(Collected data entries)
-*-*-

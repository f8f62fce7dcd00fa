//! All gridwalk protocol message types.
//!
//! The wire protocol is deliberately minimal: six message types, each with a
//! fixed payload layout. Multi-byte integers are big-endian on the wire.

use serde::{Deserialize, Serialize};

use crate::domain::params::SimulationParameters;

// ── Protocol constants ────────────────────────────────────────────────────────

/// Total size of the message header in bytes: `type: u32` + `length: u32`.
pub const HEADER_SIZE: usize = 8;

/// Largest payload any receiver will accept.
///
/// The biggest defined payload is START at [`START_PAYLOAD_LEN`] bytes; the
/// only variable-length payload is the free-form HELLO text, which is capped
/// at this bound. A header declaring more than `MAX_PAYLOAD` bytes is
/// rejected before any payload byte is read.
pub const MAX_PAYLOAD: usize = 64;

/// Exact wire size of a START payload.
pub const START_PAYLOAD_LEN: usize = 24;

/// Exact wire size of a STATE payload.
pub const STATE_PAYLOAD_LEN: usize = 20;

// ── Message type codes ────────────────────────────────────────────────────────

/// All message type codes defined by the protocol.
#[derive(Debug, Clone, Copy, PartialEq, Eq, Serialize, Deserialize)]
#[repr(u32)]
pub enum MessageType {
    /// Client → server, opens the handshake. Free-form short text payload.
    Hello = 1,
    /// Server → client, completes the handshake. Empty payload.
    HelloAck = 2,
    /// Client → server, requests a simulation run. Fixed 24-byte payload.
    Start = 3,
    /// Server → client, one per walk step. Fixed 20-byte payload.
    State = 4,
    /// Server → client, marks the end of one complete run. Empty payload.
    Done = 5,
    /// Client → server, ends the server process. Empty payload.
    Quit = 6,
}

impl TryFrom<u32> for MessageType {
    type Error = ();

    fn try_from(value: u32) -> Result<Self, ()> {
        match value {
            1 => Ok(MessageType::Hello),
            2 => Ok(MessageType::HelloAck),
            3 => Ok(MessageType::Start),
            4 => Ok(MessageType::State),
            5 => Ok(MessageType::Done),
            6 => Ok(MessageType::Quit),
            _ => Err(()),
        }
    }
}

// ── Per-message payload structs ───────────────────────────────────────────────

/// STATE: the walker's position after one step of one replication.
#[derive(Debug, Clone, Copy, PartialEq, Eq, Serialize, Deserialize)]
pub struct StateUpdate {
    /// Current column, always in `[0, width)`.
    pub x: i32,
    /// Current row, always in `[0, height)`.
    pub y: i32,
    /// 1-based step index within the current replication.
    pub step: u32,
    /// 1-based replication index.
    pub rep: u32,
    /// Total replications in this run (echoed so the client can render
    /// progress without remembering the START it sent).
    pub reps_total: u32,
}

// ── Top-level message enum ────────────────────────────────────────────────────

/// All valid gridwalk messages, discriminated by type.
#[derive(Debug, Clone, PartialEq, Serialize, Deserialize)]
pub enum WalkMessage {
    /// Handshake opener with a short informational greeting.
    Hello(String),
    /// Handshake acknowledgement.
    HelloAck,
    /// Simulation request. Parameters are validated by the session layer,
    /// not the codec; structurally any 24-byte payload decodes.
    Start(SimulationParameters),
    /// Per-step walker state.
    State(StateUpdate),
    /// End of one complete run.
    Done,
    /// Server shutdown request.
    Quit,
}

impl WalkMessage {
    /// Returns the [`MessageType`] discriminant for this message.
    pub fn message_type(&self) -> MessageType {
        match self {
            WalkMessage::Hello(_) => MessageType::Hello,
            WalkMessage::HelloAck => MessageType::HelloAck,
            WalkMessage::Start(_) => MessageType::Start,
            WalkMessage::State(_) => MessageType::State,
            WalkMessage::Done => MessageType::Done,
            WalkMessage::Quit => MessageType::Quit,
        }
    }
}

-*-*-

• Your task: For each line in the data that contains the string "Done", give a copy of that line.

• Solution to the problem:
    Done = 5,
            5 => Ok(MessageType::Done),
    Done,
            WalkMessage::Done => MessageType::Done,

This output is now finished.